Final question from me: what is next for you in 2021, another solo album or maybe the Winery Dogs?
Oh man, It’s so hard to make plans. I had big plans when I was coming out of this recording, the Smith/Kotzen record. I had all kinds of plans and then they all went out the window. So right now we’re doing as much as we can, to let people know about the Smith/Kotzen record. Interestingly, I’ve been talking to Stanley Clarke again and we got something we’ve been working on. I have to take in our time, nobody’s in a rush, but we’ll see what comes out of it. And I actually started writing some new music for myself, that’s very, very different than anything I’ve done. It’s very interesting. I played a song last night for Julia, my wife, and she said “wow, I never heard anything like that come out of this room”. That’s really something. Wow. So there will always be another solo record, as long as I’m walking around. I’ll always make my records and my music.
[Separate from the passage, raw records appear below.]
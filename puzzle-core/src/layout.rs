//! On-screen placement: the target outline and the initial scatter.

use rand::Rng;

use crate::constants::{
    MAX_TARGET_HEIGHT_FRACTION, NARROW_TARGET_FRACTION, WIDE_TARGET_FRACTION, WIDE_VIEWPORT_PX,
};
use crate::error::{PuzzleError, Result};
use crate::models::{ImageInfo, Point, Rect, Size};

/// Centered target outline that keeps the image aspect ratio.
pub fn target_rect(viewport: Size, image: ImageInfo) -> Rect {
    let ratio = image.aspect();
    let fraction = if viewport.w > WIDE_VIEWPORT_PX {
        WIDE_TARGET_FRACTION
    } else {
        NARROW_TARGET_FRACTION
    };
    let mut w = viewport.w * fraction;
    let mut h = w / ratio;
    let max_h = viewport.h * MAX_TARGET_HEIGHT_FRACTION;
    if h > max_h {
        h = max_h;
        w = h * ratio;
    }
    Rect::new((viewport.w - w) / 2.0, (viewport.h - h) / 2.0, w, h)
}

/// Free space around the target outline where loose pieces start.
#[derive(Clone, Copy, Debug, PartialEq)]
pub struct ScatterArea {
    pub viewport: Size,
    pub target: Rect,
    pub header: f64,
    pub padding: f64,
}

impl ScatterArea {
    /// Top, bottom, left and right strips bounding the target.
    pub fn regions(&self) -> [Rect; 4] {
        let Size { w, h } = self.viewport;
        let t = self.target;
        let p = self.padding;
        [
            Rect::new(p, self.header, w - 2.0 * p, t.y - self.header),
            Rect::new(p, t.bottom(), w - 2.0 * p, h - t.bottom() - p),
            Rect::new(p, self.header, t.x - p, h - self.header),
            Rect::new(t.right(), self.header, w - t.right() - p, h - self.header),
        ]
    }

    /// Regions large enough to hold one whole piece.
    pub fn eligible(&self, piece: Size) -> Vec<Rect> {
        self.regions()
            .into_iter()
            .filter(|r| r.w > piece.w && r.h > piece.h)
            .collect()
    }

    /// Random position in a random eligible region with the piece fully inside it.
    pub fn scatter<R: Rng + ?Sized>(&self, piece: Size, rng: &mut R) -> Result<Point> {
        let usable = self.eligible(piece);
        if usable.is_empty() {
            return Err(PuzzleError::DegenerateLayout {
                piece_w: piece.w,
                piece_h: piece.h,
            });
        }
        let area = usable[rng.random_range(0..usable.len())];
        Ok(Point::new(
            rng.random_range(area.x..=area.right() - piece.w),
            rng.random_range(area.y..=area.bottom() - piece.h),
        ))
    }

    /// Somewhere along the bottom edge of the viewport.
    pub fn fallback<R: Rng + ?Sized>(&self, piece: Size, rng: &mut R) -> Point {
        let lo = self.padding;
        let hi = self.viewport.w - piece.w - self.padding;
        let x = if hi > lo {
            rng.random_range(lo..=hi)
        } else {
            lo
        };
        Point::new(x, self.viewport.h - piece.h - self.padding)
    }

    /// Best-effort start position: outside the target when geometry allows.
    pub fn safe_position<R: Rng + ?Sized>(&self, piece: Size, rng: &mut R) -> (Point, bool) {
        match self.scatter(piece, rng) {
            Ok(p) => (p, false),
            Err(_) => (self.fallback(piece, rng), true),
        }
    }
}

#[cfg(test)]
mod tests {
    use super::*;
    use rand::SeedableRng;
    use rand::rngs::StdRng;

    fn img(w: u32, h: u32) -> ImageInfo {
        ImageInfo::new(w, h).unwrap()
    }

    #[test]
    fn desktop_viewport_uses_sixty_percent_width() {
        let r = target_rect(Size::new(1000.0, 800.0), img(1200, 900));
        let want = Rect::new(200.0, 175.0, 600.0, 450.0);
        for (got, exp) in [(r.x, want.x), (r.y, want.y), (r.w, want.w), (r.h, want.h)] {
            assert!((got - exp).abs() < 1e-9, "{got} != {exp}");
        }
    }

    #[test]
    fn narrow_viewport_uses_nearly_full_width() {
        let r = target_rect(Size::new(400.0, 900.0), img(1000, 1000));
        assert!((r.w - 384.0).abs() < 1e-9);
        assert!((r.h - 384.0).abs() < 1e-9);
    }

    #[test]
    fn tall_image_is_height_clamped_and_width_recomputed() {
        let r = target_rect(Size::new(1000.0, 600.0), img(500, 1000));
        assert!((r.h - 420.0).abs() < 1e-9);
        assert!((r.w - 210.0).abs() < 1e-9);
        assert!((r.x - 395.0).abs() < 1e-9);
    }

    #[test]
    fn scattered_pieces_stay_out_of_target() {
        let viewport = Size::new(1000.0, 800.0);
        let target = target_rect(viewport, img(1200, 900));
        let area = ScatterArea {
            viewport,
            target,
            header: 80.0,
            padding: 10.0,
        };
        let piece = Size::new(target.w / 8.0, target.h / 8.0);
        let mut rng = StdRng::seed_from_u64(3);
        for _ in 0..500 {
            let p = area.scatter(piece, &mut rng).unwrap();
            assert!(!Rect::from_origin(p, piece).overlaps(&target));
        }
    }

    #[test]
    fn cramped_viewport_reports_degenerate_layout_and_falls_back() {
        let viewport = Size::new(200.0, 200.0);
        let area = ScatterArea {
            viewport,
            target: Rect::new(5.0, 30.0, 190.0, 140.0),
            header: 80.0,
            padding: 10.0,
        };
        let piece = Size::new(60.0, 60.0);
        let mut rng = StdRng::seed_from_u64(9);
        assert!(matches!(
            area.scatter(piece, &mut rng),
            Err(PuzzleError::DegenerateLayout { .. })
        ));
        let (p, fell_back) = area.safe_position(piece, &mut rng);
        assert!(fell_back);
        assert_eq!(p.y, 200.0 - 60.0 - 10.0);
        assert!(p.x >= 10.0 && p.x <= 200.0 - 60.0 - 10.0);
    }
}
And with The Winery Dogs, we did a tour in 2019. That was really just a great tour and I had a great time. That was one of my favorite tours I’ve done, and coming out of that, we were trying to throw around some ideas and then, you know, with COVID, that just knocked this out. Adrian‘s got a house here in LA, so he’s going to come back, and he and I are going to write more, but with Billy and Mike, you know, one guy’s in Pennsylvania, one guy’s in Nashville, I’m in California. To make a proper The Winery Dogs record, we gotta be in the same room. We don’t send files around. I kind of tried to do that earlier in the year. I had a song I put out called “Raise the Cain”, and I thought maybe we could try to write by sending some files around. But the reality is to do a The Winery Dogs record, we need to get in the room and throw ideas. Cause that’s how we work, and that’s the magic of that band. We’re going to do it, it’s just a matter of when it’s safe. Personally, I’m not willing to get on an airplane right now, I’m just not going to do it. But once things open up and everybody is clean and safe, then we can look at it.
Richie, it’s been a pleasure talking to you, man, all the best with this release and stay safe and healthy!
Thanks for the interview Rodrigo, stay safe!